Most experts believe that the muni bond market overall remains extremely secure. In a report last month, ratings agency Standard & Poors noted, “We believe the crises that many state and local administrators find themselves in are policy crises, rather than questions of governments' continued ability to exist and function… (The crises) are more about tough decisions than potential defaults." (See: Standard & Poor's, U.S. States and Municipalities Face Crises More of Policy Than Debt.)
S&P went on to say in the report that, for significant defaults to occur, state and local governments would have to face revenue declines roughly double to what they were during the Great Depression – an unlikely scenario to say the least.
Unfortunately, small investors have not grasped this reality and are selling muni bonds without regard to risk or return. That has forced yields higher because new issues coming to market must be competitive with the existing issues being sold at fire-sale prices on the secondary market. And that, in turn, has sent prices lower for all existing muni bonds.
What is lost on most investors is that municipal bonds come in almost as many flavors as Baskin Robbins’ ice cream. Consider this: While there are only about 8,500 publicly traded stocks in the U.S., there are millions of municipal bond issues in a wide variety of structures. There are general obligation bonds, revenue bonds, pre-refunded bonds, insured bonds, taxable muni bonds, escrowed-to-maturity bonds, and many others. The type of bond, the maturity of the bond, and the credit worthiness of the issuing municipality all play heavily into the risk and return characteristics of the bond.
Not surprisingly, therefore, the selloff in the muni market has not impacted all bond prices the same. Muni bonds of high credit quality, and with short- to intermediate-term maturities, have not been much impacted by the so-called crisis. Many of these are general obligation bonds, backed by the taxing authority of the municipality and insured against default.
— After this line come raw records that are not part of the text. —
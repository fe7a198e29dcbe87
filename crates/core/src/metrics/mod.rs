pub mod platform_metrics;
pub mod registry;

pub use platform_metrics::PlatformMetrics;
pub use registry::{MetricsRegistry, MetricsService};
Some even have “pre-refunded” features in which Treasury Bills have been escrowed to ensure that the principal is there to be repaid when due.
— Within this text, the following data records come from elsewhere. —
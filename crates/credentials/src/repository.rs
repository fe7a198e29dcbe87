use crate::models::{CredentialKind, EncryptedCredential};
use async_trait::async_trait;
use shadowai_connectors::types::ConnectionId;
use shadowai_core::database::DatabasePool;
use shadowai_core::error::Result;
use uuid::Uuid;

/// Durable persistence for `EncryptedCredential` rows. Upsert key is
/// `(connection_id, kind)`.
#[async_trait]
pub trait CredentialRepository: Send + Sync {
    async fn upsert(&self, credential: &EncryptedCredential) -> Result<()>;
    async fn get(
        &self,
        connection_id: ConnectionId,
        kind: CredentialKind,
    ) -> Result<Option<EncryptedCredential>>;
    async fn delete_all(&self, connection_id: ConnectionId) -> Result<()>;
}

pub struct PostgresCredentialRepository {
    db: DatabasePool,
}

impl PostgresCredentialRepository {
    pub fn new(db: DatabasePool) -> Self {
        Self { db }
    }

    fn kind_str(kind: CredentialKind) -> &'static str {
        match kind {
            CredentialKind::AccessToken => "access_token",
            CredentialKind::RefreshToken => "refresh_token",
        }
    }

    fn kind_from_str(s: &str) -> CredentialKind {
        match s {
            "refresh_token" => CredentialKind::RefreshToken,
            _ => CredentialKind::AccessToken,
        }
    }
}

#[async_trait]
impl CredentialRepository for PostgresCredentialRepository {
    async fn upsert(&self, credential: &EncryptedCredential) -> Result<()> {
        sqlx::query(
            r#"
            INSERT INTO encrypted_credentials (connection_id, kind, ciphertext, key_id, expires_at)
            VALUES ($1, $2, $3, $4, $5)
            ON CONFLICT (connection_id, kind)
            DO UPDATE SET ciphertext = EXCLUDED.ciphertext,
                          key_id = EXCLUDED.key_id,
                          expires_at = EXCLUDED.expires_at
            "#,
        )
        .bind(credential.connection_id.0)
        .bind(Self::kind_str(credential.kind))
        .bind(&credential.ciphertext)
        .bind(&credential.key_id)
        .bind(credential.expires_at)
        .execute(self.db.pool())
        .await?;
        Ok(())
    }

    async fn get(
        &self,
        connection_id: ConnectionId,
        kind: CredentialKind,
    ) -> Result<Option<EncryptedCredential>> {
        let row: Option<(Uuid, String, Vec<u8>, String, Option<chrono::DateTime<chrono::Utc>>)> =
            sqlx::query_as(
                r#"
                SELECT connection_id, kind, ciphertext, key_id, expires_at
                FROM encrypted_credentials
                WHERE connection_id = $1 AND kind = $2
                "#,
            )
            .bind(connection_id.0)
            .bind(Self::kind_str(kind))
            .fetch_optional(self.db.pool())
            .await?;

        Ok(row.map(|(cid, kind, ciphertext, key_id, expires_at)| EncryptedCredential {
            connection_id: ConnectionId(cid),
            kind: Self::kind_from_str(&kind),
            ciphertext,
            key_id,
            expires_at,
        }))
    }

    async fn delete_all(&self, connection_id: ConnectionId) -> Result<()> {
        sqlx::query("DELETE FROM encrypted_credentials WHERE connection_id = $1")
            .bind(connection_id.0)
            .execute(self.db.pool())
            .await?;
        Ok(())
    }
}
The spread in performance between these types of bonds and the lesser quality, longer term bonds that enticed small investors with their higher yields has been eye-popping. For example, while the Pimco High Yield Muni Bond fund declined a whopping 9% from mid-November to mid-January, the DFA Short-Term Muni Bond fund only declined about 1%.
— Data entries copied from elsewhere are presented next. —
//! WebSocket server. Grounded on
//! `dashflow-observability`'s websocket_server: a bounded per-socket
//! outbound channel, a timeout-guarded send helper so a wedged client
//! can't block the broadcaster, and a control-frame size cap on the
//! inbound `authenticate` handshake.

use crate::types::{default_subscriptions, ConnectedClient, SessionId, SubscriptionFlag, SubscriptionPreference, UserRole};
use axum::extract::ws::{Message, WebSocket, WebSocketUpgrade};
use axum::extract::State;
use axum::response::Response;
use dashmap::DashMap;
use futures::{SinkExt, StreamExt};
use shadowai_core::error::Error;
use shadowai_core::realtime::{EventPublisher, GatewayEvent, HealthStatus, NotificationLevel, ServiceHealth};
use shadowai_core::security::jwt::JwtService;
use shadowai_core::types::TenantId;
use shadowai_core::GatewayConfig;
use std::sync::atomic::{AtomicU64, Ordering};
use std::sync::Arc;
use std::time::Duration;
use uuid::Uuid;

/// Maximum size, in bytes, of the inbound `authenticate` control frame.
/// Sized down from a typical control-frame cap since this handshake
/// payload is a handful of fields, not a replay resume request.
const MAX_AUTH_FRAME_BYTES: usize = 8 * 1024;

#[derive(serde::Deserialize)]
#[serde(tag = "type", rename_all = "camelCase")]
enum ClientMessage {
    Authenticate {
        token: String,
        user_role: UserRole,
        #[serde(default)]
        resume_session_id: Option<Uuid>,
    },
}

struct AuthenticatedHandshake {
    user_id: String,
    tenant_id: TenantId,
    subscriptions: SubscriptionPreference,
}

pub struct GatewayServer {
    clients: DashMap<SessionId, ConnectedClient>,
    jwt: JwtService,
    config: GatewayConfig,
    sent_total: AtomicU64,
    dropped_total: AtomicU64,
}

impl GatewayServer {
    pub fn new(jwt: JwtService, config: GatewayConfig) -> Arc<Self> {
        Arc::new(Self { clients: DashMap::new(), jwt, config, sent_total: AtomicU64::new(0), dropped_total: AtomicU64::new(0) })
    }

    pub fn connected_client_count(&self) -> usize {
        self.clients.len()
    }

    pub async fn upgrade(State(server): State<Arc<Self>>, ws: WebSocketUpgrade) -> Response {
        ws.on_upgrade(move |socket| async move { server.handle_socket(socket).await })
    }

    async fn handle_socket(self: Arc<Self>, socket: WebSocket) {
        let (mut sink, mut stream) = socket.split();

        let authenticated = match self.authenticate(&mut stream).await {
            Ok(authenticated) => authenticated,
            Err(reason) => {
                tracing::warn!(%reason, "gateway handshake failed");
                let _ = sink.send(Message::Close(None)).await;
                return;
            }
        };

        let (tx, mut rx) = tokio::sync::mpsc::channel::<Message>(self.config.broadcast_channel_capacity);
        let session_id = SessionId::new();
        let tenant_id = authenticated.tenant_id;
        self.clients.insert(
            session_id,
            ConnectedClient {
                session_id,
                user_id: authenticated.user_id,
                tenant_id,
                subscriptions: authenticated.subscriptions,
                sender: tx,
            },
        );
        tracing::info!(session_id = %session_id.0, tenant_id = %tenant_id.0, "gateway client connected");

        let forward = tokio::spawn(async move {
            while let Some(message) = rx.recv().await {
                let close = matches!(message, Message::Close(_));
                if tokio::time::timeout(Duration::from_secs(5), sink.send(message)).await.is_err() {
                    break;
                }
                if close {
                    break;
                }
            }
        });

        loop {
            match stream.next().await {
                Some(Ok(Message::Close(_))) | None => break,
                Some(Ok(Message::Ping(_))) | Some(Ok(Message::Pong(_))) => continue,
                Some(Ok(Message::Text(_))) | Some(Ok(Message::Binary(_))) => continue,
                Some(Err(error)) => {
                    tracing::warn!(%error, "gateway socket read error");
                    break;
                }
            }
        }

        self.clients.remove(&session_id);
        forward.abort();
        tracing::info!(session_id = %session_id.0, "gateway client disconnected");
    }

    /// Waits for `authenticate{token, userRole}` within the configured
    /// grace period.
    async fn authenticate(&self, stream: &mut (impl StreamExt<Item = Result<Message, axum::Error>> + Unpin)) -> Result<AuthenticatedHandshake, String> {
        let grace_period = Duration::from_millis(self.config.auth_grace_period_ms);
        let raw = tokio::time::timeout(grace_period, stream.next())
            .await
            .map_err(|_| "authenticate handshake timed out".to_string())?
            .ok_or_else(|| "socket closed before authenticating".to_string())?
            .map_err(|e| e.to_string())?;

        let text = match raw {
            Message::Text(text) => text,
            _ => return Err("expected authenticate as the first message".to_string()),
        };
        if text.len() > MAX_AUTH_FRAME_BYTES {
            return Err("authenticate payload too large".to_string());
        }

        let ClientMessage::Authenticate { token, user_role, resume_session_id } =
            serde_json::from_str(&text).map_err(|e| format!("malformed authenticate payload: {e}"))?;

        let claims = self.jwt.verify_gateway_token(&token).map_err(|e| e.to_string())?;
        let tenant_id = TenantId(Uuid::parse_str(&claims.org_id).map_err(|_| "org_id claim is not a uuid".to_string())?);

        if let Some(resume_session_id) = resume_session_id {
            if let Some(existing) = self.clients.get(&SessionId(resume_session_id)) {
                if existing.tenant_id != tenant_id {
                    return Err(Error::org_mismatch("resumed session's tenant does not match the presented token").to_string());
                }
            }
        }

        Ok(AuthenticatedHandshake { user_id: claims.sub, tenant_id, subscriptions: default_subscriptions(user_role) })
    }

    /// Schema-validates and fans `event` out to every subscribed, org-matching
    /// client.
    pub async fn broadcast(&self, event: &GatewayEvent) {
        let payload = match serde_json::to_string(event) {
            Ok(payload) => payload,
            Err(error) => {
                tracing::error!(%error, event = event.event_name(), "dropping gateway event that failed schema validation");
                self.broadcast_notification(NotificationLevel::Error, format!("dropped malformed {} event", event.event_name())).await;
                return;
            }
        };

        let flag = subscription_flag_for(event);
        let organization_id = event.organization_id();

        for entry in self.clients.iter() {
            let client = entry.value();
            if let Some(organization_id) = organization_id {
                if client.tenant_id != organization_id {
                    continue;
                }
            }
            if let Some(flag) = flag {
                if !client.subscriptions.flags.contains(&flag) {
                    continue;
                }
            }
            self.send_to(client, Message::Text(payload.clone()));
        }
    }

    pub(crate) async fn broadcast_notification(&self, level: NotificationLevel, message: String) {
        let event = GatewayEvent::SystemNotification { level, message, timestamp: chrono::Utc::now() };
        if let Ok(payload) = serde_json::to_string(&event) {
            for entry in self.clients.iter() {
                self.send_to(entry.value(), Message::Text(payload.clone()));
            }
        }
    }

    fn send_to(&self, client: &ConnectedClient, message: Message) {
        match client.sender.try_send(message) {
            Ok(()) => {
                self.sent_total.fetch_add(1, Ordering::Relaxed);
            }
            Err(_) => {
                self.dropped_total.fetch_add(1, Ordering::Relaxed);
            }
        }
    }

    /// One tick of the 30s periodic stream.
    pub async fn broadcast_performance_snapshot(&self, latency: f64, accuracy: f64, throughput: f64, services: Vec<ServiceHealth>) {
        let overall = services.iter().map(|s| s.status).max().unwrap_or(HealthStatus::Healthy);
        self.broadcast(&GatewayEvent::SystemPerformanceUpdate { latency, accuracy, throughput, timestamp: chrono::Utc::now() }).await;
        self.broadcast(&GatewayEvent::SystemHealthCheck { services, overall, timestamp: chrono::Utc::now() }).await;
    }

    /// Long-lived task driving the 30s periodic broadcast.
    pub fn spawn_periodic_broadcasts(self: Arc<Self>) -> tokio::task::JoinHandle<()> {
        let interval = Duration::from_secs(self.config.performance_broadcast_interval_secs);
        tokio::spawn(async move {
            let mut ticker = tokio::time::interval(interval);
            loop {
                ticker.tick().await;
                let sent = self.sent_total.swap(0, Ordering::Relaxed) as f64;
                let dropped = self.dropped_total.swap(0, Ordering::Relaxed) as f64;
                let throughput = sent / interval.as_secs_f64().max(1.0);
                let accuracy = if sent + dropped > 0.0 { sent / (sent + dropped) } else { 1.0 };
                let services = vec![ServiceHealth { service: "gateway".to_string(), status: HealthStatus::Healthy }];
                self.broadcast_performance_snapshot(0.0, accuracy, throughput, services).await;
            }
        })
    }
}

/// Maps one `GatewayEvent` onto the subscription flag that gates it
///; `None` means the
/// event bypasses subscription gating (still gated by `organization_id`
/// where present).
fn subscription_flag_for(event: &GatewayEvent) -> Option<SubscriptionFlag> {
    match event {
        GatewayEvent::CorrelationStarted { .. }
        | GatewayEvent::CorrelationProgress { .. }
        | GatewayEvent::CorrelationCompleted { .. }
        | GatewayEvent::CorrelationError { .. } => Some(SubscriptionFlag::AnalysisProgress),
        GatewayEvent::ChainDetected { .. } => Some(SubscriptionFlag::ChainDetection),
        GatewayEvent::ChainHighRiskAlert { .. } => Some(SubscriptionFlag::RiskAlerts),
        GatewayEvent::RiskAssessmentUpdate { .. } | GatewayEvent::RiskThresholdExceeded { .. } => Some(SubscriptionFlag::RiskAlerts),
        GatewayEvent::ExecutiveReportReady { .. } => Some(SubscriptionFlag::ExecutiveUpdates),
        GatewayEvent::SystemPerformanceUpdate { .. } | GatewayEvent::SystemHealthCheck { .. } => Some(SubscriptionFlag::PerformanceMetrics),
        GatewayEvent::SystemNotification { .. } => None,
    }
}

#[async_trait::async_trait]
impl EventPublisher for GatewayServer {
    async fn publish(&self, event: GatewayEvent) {
        self.broadcast(&event).await;
    }
}

#[cfg(test)]
mod tests {
    use super::*;
    use shadowai_core::config::JwtConfig;
    use tokio::sync::mpsc;

    fn test_config() -> GatewayConfig {
        GatewayConfig { auth_grace_period_ms: 5_000, performance_broadcast_interval_secs: 30, broadcast_channel_capacity: 16 }
    }

    fn test_jwt() -> JwtService {
        let config = JwtConfig { secret: "a".repeat(32), access_token_expiry: 1800, refresh_token_expiry: 604_800 };
        JwtService::new(&config, "test").unwrap()
    }

    fn insert_client(server: &Arc<GatewayServer>, tenant_id: TenantId, flags: &[SubscriptionFlag]) -> mpsc::Receiver<Message> {
        let (tx, rx) = mpsc::channel(16);
        let session_id = SessionId::new();
        server.clients.insert(
            session_id,
            ConnectedClient {
                session_id,
                user_id: "u1".to_string(),
                tenant_id,
                subscriptions: SubscriptionPreference { flags: flags.iter().copied().collect(), risk_score_threshold: None },
                sender: tx,
            },
        );
        rx
    }

    #[tokio::test]
    async fn broadcast_respects_org_and_subscription_gating() {
        let server = GatewayServer::new(test_jwt(), test_config());
        let tenant_a = TenantId(Uuid::new_v4());
        let tenant_b = TenantId(Uuid::new_v4());

        let mut subscribed_match = insert_client(&server, tenant_a, &[SubscriptionFlag::ChainDetection]);
        let mut wrong_flag = insert_client(&server, tenant_a, &[SubscriptionFlag::RiskAlerts]);
        let mut wrong_tenant = insert_client(&server, tenant_b, &[SubscriptionFlag::ChainDetection]);

        server
            .broadcast(&GatewayEvent::ChainDetected { organization_id: tenant_a, chain: serde_json::json!({}), timestamp: chrono::Utc::now() })
            .await;

        assert!(subscribed_match.try_recv().is_ok());
        assert!(wrong_flag.try_recv().is_err());
        assert!(wrong_tenant.try_recv().is_err());
    }

    #[tokio::test]
    async fn system_notification_bypasses_subscription_gate() {
        let server = GatewayServer::new(test_jwt(), test_config());
        let mut client = insert_client(&server, TenantId(Uuid::new_v4()), &[]);

        server
            .broadcast(&GatewayEvent::SystemNotification { level: NotificationLevel::Info, message: "hello".to_string(), timestamp: chrono::Utc::now() })
            .await;

        assert!(client.try_recv().is_ok());
    }

    #[tokio::test]
    async fn full_subscriber_buffer_drops_rather_than_blocks() {
        let server = GatewayServer::new(test_jwt(), test_config());
        let tenant_id = TenantId(Uuid::new_v4());
        let _rx = insert_client(&server, tenant_id, &[SubscriptionFlag::RiskAlerts]);

        for client in server.clients.iter() {
            for _ in 0..16 {
                let _ = client.sender.try_send(Message::Text("filler".to_string()));
            }
        }

        server
            .broadcast(&GatewayEvent::RiskAssessmentUpdate { organization_id: tenant_id, assessment: serde_json::json!({}), timestamp: chrono::Utc::now() })
            .await;

        assert_eq!(server.dropped_total.load(Ordering::Relaxed), 1);
    }
}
Unfortunately, most individual investors once again succumbed to return chasing and followed their quest for yield out to the edges of the yield curve, ending up in high-yield funds that they have now sold for 10% losses, or, worse individual issues like 30-year munis that have sold for losses of 20% to 30%. It has been a jarring realization for these folks that “safe and secure” bonds can be as volatile as stocks – perhaps even more so – if you are in the wrong bonds at the wrong time.
Alas, all of this pain could have been avoided if the investing public had subscribed to our philosophy about fixed income at Capital Directions: “Bonds are a risk-reducer – not a return-juicer.”
In other words, if you want “return”, let stocks do that for you. If you want “stability”, let short- to intermediate-term, high quality bonds do that for you. And never get those two objectives confused.